NRF9160 NCS v1.7.0 CAT M1 Data Issue

Hello,

We are currently certifying our module for Verizon in the US.  As such, we are updating our software to work with MFW v1.3.0 and the corresponding NCS version v1.7.0.  The upgrade went relatively smoothing and things are generally working as we'd expect.  Our device will connect either over the CATM1 or NBIOT network (configurable) and then connect to an MQTT broker and send data up.  However, we have encountered an issue and require some assistance in troubleshooting it.
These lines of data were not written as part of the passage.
use serde::Deserialize;
use std::collections::HashMap;
use std::path::PathBuf;

/// Raw shape of an aggregation mapping file, before validation:
///
/// ```yaml
/// dimension: Sector
/// aggregate:
///   - Fossil: [Coal, Oil, Gas]
///   - Renewable: [Solar, Wind]
/// ```
///
/// Each `aggregate` element is a single-key mapping from target label
/// to source labels; the exactly-one-key rule is enforced when the raw
/// shape is turned into a validated aggregator.
#[derive(Clone, Debug, Deserialize)]
pub struct RawMapping {
    pub dimension: String,
    pub aggregate: Vec<HashMap<String, Vec<String>>>,
}

/// Top-level pipeline configuration: the ordered list of processing
/// steps applied to a dataset.
#[derive(Clone, Debug, Deserialize)]
pub struct PipelineConfig {
    pub steps: Vec<StepConfig>,
}

#[derive(Clone, Debug, Deserialize)]
pub struct StepConfig {
    pub kind: String,
    /// The step's own configuration file, relative to the pipeline
    /// configuration's directory.
    pub file: PathBuf,
}
use tracing_subscriber::EnvFilter;

/// Initialises the global tracing subscriber. A `RUST_LOG` environment
/// setting takes precedence over the level passed on the command line.
pub fn init_logging(level: &str) {
    let filter = EnvFilter::try_from_default_env().unwrap_or_else(|_| EnvFilter::new(level));

    tracing_subscriber::fmt()
        .with_env_filter(filter)
        .with_target(false)
        .init();
}
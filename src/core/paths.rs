use std::path::{Path, PathBuf};

/// Returns `path` relative to the process working directory when the
/// directory is a prefix of it, and the path unchanged otherwise.
/// Used for diagnostics only; never feeds back into parsing or
/// validation.
pub fn relative_path(path: &Path) -> PathBuf {
    match std::env::current_dir() {
        Ok(root) => path.strip_prefix(&root).unwrap_or(path).to_path_buf(),
        Err(_) => path.to_path_buf(),
    }
}

#[cfg(test)]
mod tests {
    use super::*;

    #[test]
    fn test_path_under_working_directory_is_stripped() {
        let cwd = std::env::current_dir().unwrap();
        let path = cwd.join("mappings").join("sector.yaml");
        assert_eq!(relative_path(&path), PathBuf::from("mappings/sector.yaml"));
    }

    #[test]
    fn test_path_outside_working_directory_is_unchanged() {
        let path = Path::new("/somewhere/else/sector.yaml");
        assert_eq!(relative_path(path), path.to_path_buf());
    }
}
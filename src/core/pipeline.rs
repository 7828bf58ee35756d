use crate::config::schema::PipelineConfig;
use crate::core::dataset::Dataset;
use crate::processors::{self, Processor};

use anyhow::Result;
use std::path::Path;

/// An ordered sequence of processing steps applied to a dataset.
pub struct Pipeline {
    steps: Vec<Box<dyn Processor>>,
}

impl Pipeline {
    /// Builds every step of the pipeline up front, so configuration and
    /// mapping errors surface before any data is touched. Step files
    /// are resolved relative to `base_dir`.
    pub fn build(config: &PipelineConfig, base_dir: &Path) -> Result<Self> {
        let mut steps = Vec::with_capacity(config.steps.len());

        for step_cfg in &config.steps {
            let file = base_dir.join(&step_cfg.file);
            let step = processors::create_processor(&step_cfg.kind, &file)?;
            steps.push(step);
        }

        Ok(Self { steps })
    }

    pub fn len(&self) -> usize {
        self.steps.len()
    }

    pub fn is_empty(&self) -> bool {
        self.steps.is_empty()
    }

    /// Runs the dataset through all steps in order, each step consuming
    /// the previous step's output.
    pub fn run(&self, dataset: Dataset) -> Result<Dataset> {
        let mut dataset = dataset;

        for step in &self.steps {
            tracing::info!("Applying step '{}'", step.name());
            dataset = step.apply(&dataset)?;
        }

        Ok(dataset)
    }
}
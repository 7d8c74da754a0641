use crate::config::CollisionPolicy;
use crate::error::SwitchboardError;
use crate::mcp::{QualifiedToolName, ToolDescriptor};
use serde::Serialize;
use std::collections::BTreeMap;
use std::sync::Arc;

/// A tool name offered by more than one Ready server
#[derive(Debug, Clone, PartialEq, Eq, Serialize)]
pub struct ToolConflict {
    pub tool: String,
    /// In registration order
    pub servers: Vec<String>,
    /// Server whose tool stayed callable, if any
    #[serde(skip_serializing_if = "Option::is_none")]
    pub kept: Option<String>,
}

impl ToolConflict {
    pub fn describe(&self) -> String {
        let servers = self.servers.join(", ");
        match &self.kept {
            Some(kept) => format!(
                "tool '{}' is declared by {}; only {} is exposed",
                self.tool, servers, kept
            ),
            None => format!(
                "tool '{}' is declared by {}; none are exposed",
                self.tool, servers
            ),
        }
    }

    pub fn to_error(&self) -> SwitchboardError {
        SwitchboardError::configuration(self.servers.clone(), self.describe())
    }
}

/// Tools of one Ready server, fed into aggregation in registration order
#[derive(Debug, Clone)]
pub struct CatalogSource {
    pub server: String,
    pub tools: Arc<Vec<ToolDescriptor>>,
}

/// The flattened, qualified view over every Ready server's tools.
///
/// Built in one pass and swapped in whole; never edited in place.
#[derive(Debug, Clone, Default, PartialEq, Serialize)]
pub struct Catalog {
    tools: BTreeMap<QualifiedToolName, ToolDescriptor>,
    conflicts: Vec<ToolConflict>,
}

impl Catalog {
    /// Merge the sources. Equal inputs always produce equal catalogs.
    pub fn aggregate(sources: &[CatalogSource], policy: CollisionPolicy) -> Self {
        let mut owners: BTreeMap<&str, Vec<&ToolDescriptor>> = BTreeMap::new();
        for source in sources {
            for tool in source.tools.iter() {
                owners.entry(tool.name.as_str()).or_default().push(tool);
            }
        }

        let mut tools = BTreeMap::new();
        let mut conflicts = Vec::new();
        for (name, descriptors) in owners {
            let Some(first) = descriptors.first() else {
                continue;
            };
            if descriptors.len() == 1 {
                tools.insert(first.qualified_name(), (*first).clone());
                continue;
            }

            let kept = match policy {
                CollisionPolicy::RejectAll => None,
                CollisionPolicy::RejectLater => {
                    tools.insert(first.qualified_name(), (*first).clone());
                    Some(first.server.clone())
                }
            };
            conflicts.push(ToolConflict {
                tool: name.to_string(),
                servers: descriptors.iter().map(|d| d.server.clone()).collect(),
                kept,
            });
        }

        Self { tools, conflicts }
    }

    pub fn get(&self, name: &QualifiedToolName) -> Option<&ToolDescriptor> {
        self.tools.get(name)
    }

    pub fn tools(&self) -> impl Iterator<Item = &ToolDescriptor> {
        self.tools.values()
    }

    pub fn len(&self) -> usize {
        self.tools.len()
    }

    pub fn is_empty(&self) -> bool {
        self.tools.is_empty()
    }

    pub fn conflicts(&self) -> &[ToolConflict] {
        &self.conflicts
    }

    /// The conflict that withheld `server.tool`, if that is why it is missing
    pub fn withheld(&self, name: &QualifiedToolName) -> Option<&ToolConflict> {
        if self.tools.contains_key(name) {
            return None;
        }
        self.conflicts
            .iter()
            .find(|c| c.tool == name.tool && c.servers.contains(&name.server))
    }

    /// All collisions as one configuration error naming every server involved
    pub fn conflict_error(&self) -> Option<SwitchboardError> {
        if self.conflicts.is_empty() {
            return None;
        }

        let mut servers: Vec<String> = Vec::new();
        for conflict in &self.conflicts {
            for server in &conflict.servers {
                if !servers.contains(server) {
                    servers.push(server.clone());
                }
            }
        }
        let message = self
            .conflicts
            .iter()
            .map(ToolConflict::describe)
            .collect::<Vec<_>>()
            .join("; ");

        Some(SwitchboardError::configuration(servers, message))
    }
}
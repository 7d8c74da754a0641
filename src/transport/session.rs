use super::local::ChildProcess;
use crate::error::{Result, SwitchboardError};
use futures::stream::BoxStream;
use futures::{SinkExt, StreamExt};
use std::pin::Pin;
use std::sync::atomic::{AtomicBool, Ordering};
use std::time::Duration;
use thiserror::Error;
use tokio::io::{AsyncRead, AsyncWrite};
use tokio::sync::Mutex;
use tokio_util::bytes::BytesMut;
use tokio_util::codec::{Decoder, FramedRead, FramedWrite, LinesCodec, LinesCodecError};
use tracing::{debug, trace, warn};

/// Upper bound on a single frame; longer lines are discarded
pub const MAX_FRAME_BYTES: usize = 16 * 1024 * 1024;

pub(crate) type BoxedReader = Pin<Box<dyn AsyncRead + Send>>;
pub(crate) type BoxedWriter = Pin<Box<dyn AsyncWrite + Send>>;

#[derive(Debug, Error)]
pub enum FrameError {
    #[error("frame exceeds {MAX_FRAME_BYTES} bytes and was discarded")]
    Oversized,
    #[error("transport read failed: {0}")]
    Io(#[from] std::io::Error),
}

enum RawFrame {
    Line(String),
    Oversized,
}

/// Newline framing that yields oversized lines as items. `FramedRead` ends
/// its stream after a decode error, and one bad frame must not do that.
struct FrameCodec {
    lines: LinesCodec,
}

impl FrameCodec {
    fn new() -> Self {
        Self {
            lines: LinesCodec::new_with_max_length(MAX_FRAME_BYTES),
        }
    }

    fn map(
        decoded: std::result::Result<Option<String>, LinesCodecError>,
    ) -> std::result::Result<Option<RawFrame>, LinesCodecError> {
        match decoded {
            Ok(line) => Ok(line.map(RawFrame::Line)),
            Err(LinesCodecError::MaxLineLengthExceeded) => Ok(Some(RawFrame::Oversized)),
            Err(e) => Err(e),
        }
    }
}

impl Decoder for FrameCodec {
    type Item = RawFrame;
    type Error = LinesCodecError;

    fn decode(&mut self, src: &mut BytesMut) -> std::result::Result<Option<RawFrame>, Self::Error> {
        Self::map(self.lines.decode(src))
    }

    fn decode_eof(
        &mut self,
        src: &mut BytesMut,
    ) -> std::result::Result<Option<RawFrame>, Self::Error> {
        Self::map(self.lines.decode_eof(src))
    }
}

/// Received frames, in arrival order. Ends when the peer closes its side.
pub type FrameStream = BoxStream<'static, std::result::Result<String, FrameError>>;

/// One newline-framed duplex byte stream to an external server.
///
/// The session knows nothing about the messages it carries. It is closed
/// exactly once; later `close` calls are no-ops and `send` fails with
/// `ConnectionClosed`.
pub struct TransportSession {
    label: String,
    writer: Mutex<Option<FramedWrite<BoxedWriter, LinesCodec>>>,
    frames: Mutex<Option<FrameStream>>,
    process: Mutex<Option<ChildProcess>>,
    closed: AtomicBool,
    grace: Duration,
}

impl TransportSession {
    /// Build a session over an arbitrary reader/writer pair
    pub fn from_io<R, W>(label: impl Into<String>, reader: R, writer: W, grace: Duration) -> Self
    where
        R: AsyncRead + Send + 'static,
        W: AsyncWrite + Send + 'static,
    {
        Self::from_parts(label.into(), Box::pin(reader), Box::pin(writer), None, grace)
    }

    pub(crate) fn from_parts(
        label: String,
        reader: BoxedReader,
        writer: BoxedWriter,
        process: Option<ChildProcess>,
        grace: Duration,
    ) -> Self {
        let frames = FramedRead::new(reader, FrameCodec::new())
            .filter_map(|item| async move {
                match item {
                    Ok(RawFrame::Line(line)) if line.trim().is_empty() => None,
                    Ok(RawFrame::Line(line)) => Some(Ok(line)),
                    Ok(RawFrame::Oversized) => Some(Err(FrameError::Oversized)),
                    Err(LinesCodecError::Io(e)) => Some(Err(FrameError::Io(e))),
                    Err(LinesCodecError::MaxLineLengthExceeded) => Some(Err(FrameError::Oversized)),
                }
            })
            .boxed();

        Self {
            label,
            writer: Mutex::new(Some(FramedWrite::new(writer, LinesCodec::new()))),
            frames: Mutex::new(Some(frames)),
            process: Mutex::new(process),
            closed: AtomicBool::new(false),
            grace,
        }
    }

    pub fn label(&self) -> &str {
        &self.label
    }

    pub fn is_closed(&self) -> bool {
        self.closed.load(Ordering::Acquire)
    }

    /// Hand out the inbound frame sequence. Only the first call gets it.
    pub async fn take_frames(&self) -> Option<FrameStream> {
        self.frames.lock().await.take()
    }

    /// Write one frame followed by a newline
    pub async fn send(&self, frame: &str) -> Result<()> {
        if self.is_closed() {
            return Err(SwitchboardError::connection_closed(&self.label));
        }

        let mut guard = self.writer.lock().await;
        let writer = guard
            .as_mut()
            .ok_or_else(|| SwitchboardError::connection_closed(&self.label))?;

        trace!("[{}] -> {}", self.label, frame);
        writer.send(frame).await.map_err(|e| match e {
            LinesCodecError::Io(io) if is_disconnect(&io) => {
                SwitchboardError::connection_closed(&self.label)
            }
            LinesCodecError::Io(io) => SwitchboardError::Io(io),
            LinesCodecError::MaxLineLengthExceeded => {
                SwitchboardError::protocol(&self.label, "outbound frame too long")
            }
        })
    }

    /// Tear the session down: close the write side, give the process the
    /// grace period to exit, then kill it.
    pub async fn close(&self) -> Result<()> {
        if self.closed.swap(true, Ordering::AcqRel) {
            return Ok(());
        }

        debug!("Closing transport session: {}", self.label);

        // A sender stuck on a full pipe holds the writer; killing the
        // process below unblocks it.
        match tokio::time::timeout(self.grace, self.writer.lock()).await {
            Ok(mut guard) => {
                if let Some(mut writer) = guard.take()
                    && let Err(e) = SinkExt::<&str>::close(&mut writer).await
                {
                    debug!("[{}] error closing write side: {}", self.label, e);
                }
            }
            Err(_) => warn!(
                "[{}] writer busy during close, proceeding to terminate",
                self.label
            ),
        }

        if let Some(process) = self.process.lock().await.take() {
            process.terminate(&self.label, self.grace).await;
        }

        Ok(())
    }
}

fn is_disconnect(error: &std::io::Error) -> bool {
    use std::io::ErrorKind;
    matches!(
        error.kind(),
        ErrorKind::BrokenPipe
            | ErrorKind::ConnectionReset
            | ErrorKind::ConnectionAborted
            | ErrorKind::NotConnected
            | ErrorKind::UnexpectedEof
    )
}

#[cfg(test)]
mod tests {
    use super::*;
    use tokio::io::{AsyncBufReadExt, AsyncWriteExt, BufReader};

    const GRACE: Duration = Duration::from_millis(100);

    #[tokio::test]
    async fn test_send_writes_newline_delimited_frames() {
        let writer = tokio_test::io::Builder::new()
            .write(b"{\"a\":1}\n")
            .write(b"{\"b\":2}\n")
            .build();
        let reader = tokio_test::io::Builder::new().build();

        let session = TransportSession::from_io("mock", reader, writer, GRACE);
        session.send(r#"{"a":1}"#).await.unwrap();
        session.send(r#"{"b":2}"#).await.unwrap();
    }

    #[tokio::test]
    async fn test_partial_reads_are_buffered_into_frames() {
        let reader = tokio_test::io::Builder::new()
            .read(b"{\"id\":1,")
            .read(b"\"result\":{}}\n\n{\"id\"")
            .read(b":2}\n")
            .build();
        let writer = tokio_test::io::Builder::new().build();

        let session = TransportSession::from_io("mock", reader, writer, GRACE);
        let mut frames = session.take_frames().await.unwrap();

        assert_eq!(
            frames.next().await.unwrap().unwrap(),
            r#"{"id":1,"result":{}}"#
        );
        assert_eq!(frames.next().await.unwrap().unwrap(), r#"{"id":2}"#);
        assert!(frames.next().await.is_none());
    }

    #[tokio::test]
    async fn test_oversized_frame_is_skipped_without_ending_the_stream() {
        let oversized = vec![b'x'; MAX_FRAME_BYTES + 1];
        let reader = tokio_test::io::Builder::new()
            .read(&oversized)
            .read(b"\n{\"id\":3}\n")
            .build();
        let writer = tokio_test::io::Builder::new().build();

        let session = TransportSession::from_io("mock", reader, writer, GRACE);
        let mut frames = session.take_frames().await.unwrap();

        assert!(matches!(
            frames.next().await.unwrap(),
            Err(FrameError::Oversized)
        ));
        assert_eq!(frames.next().await.unwrap().unwrap(), r#"{"id":3}"#);
        assert!(frames.next().await.is_none());
    }

    #[tokio::test]
    async fn test_frames_are_handed_out_once() {
        let (client, _server) = tokio::io::duplex(64);
        let (read, write) = tokio::io::split(client);
        let session = TransportSession::from_io("duplex", read, write, GRACE);

        assert!(session.take_frames().await.is_some());
        assert!(session.take_frames().await.is_none());
    }

    #[tokio::test]
    async fn test_send_after_close_fails_and_close_is_idempotent() {
        let (client, server) = tokio::io::duplex(1024);
        let (read, write) = tokio::io::split(client);
        let session = TransportSession::from_io("duplex", read, write, GRACE);

        session.close().await.unwrap();
        session.close().await.unwrap();
        assert!(session.is_closed());

        let err = session.send("{}").await.unwrap_err();
        assert!(matches!(err, SwitchboardError::ConnectionClosed { .. }));

        // The peer observes end of stream once the write side is shut down
        let mut lines = BufReader::new(server).lines();
        assert!(lines.next_line().await.unwrap().is_none());
    }

    #[tokio::test]
    async fn test_round_trip_over_duplex() {
        let (client, server) = tokio::io::duplex(1024);
        let (read, write) = tokio::io::split(client);
        let session = TransportSession::from_io("duplex", read, write, GRACE);
        let mut frames = session.take_frames().await.unwrap();

        let (server_read, mut server_write) = tokio::io::split(server);
        session.send("ping").await.unwrap();

        let mut lines = BufReader::new(server_read).lines();
        assert_eq!(lines.next_line().await.unwrap().unwrap(), "ping");

        server_write.write_all(b"pong\n").await.unwrap();
        assert_eq!(frames.next().await.unwrap().unwrap(), "pong");
    }
}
When we connect specifically over Vodafone (AT&T in my area) using CATM1 (using SYSTEMMODE set to both CATM1/NBIOT supported w/ LTE Preference = M1 Preferred), we will see our device successfully register to roaming.  It will then successfully open the TCP connection to the MQTT broker and send an MQTT Connect message.  However we never hear back from the server with the CONNACK.  Our device currently waits ~20 seconds before it gives up after not receiving a CONNACK.  Now running the EXACT same code and just swapping out the LTEPreference to "NB Preferred", we can successfully get a CONNACK and send/receive MQTT data.  When using the SAME MFW version (v1.3.0) and the older NCS version (v1.4.2) we can successfully connect over MQTT using CATM1.  This tells me its specifically something with the NCS version, likely something in the nrfxlib Modem Library.  I'm not sure if its necessarily a bug, but it could be some subtle way in which the modem library interacts with the Vodafone network while on CAT M1.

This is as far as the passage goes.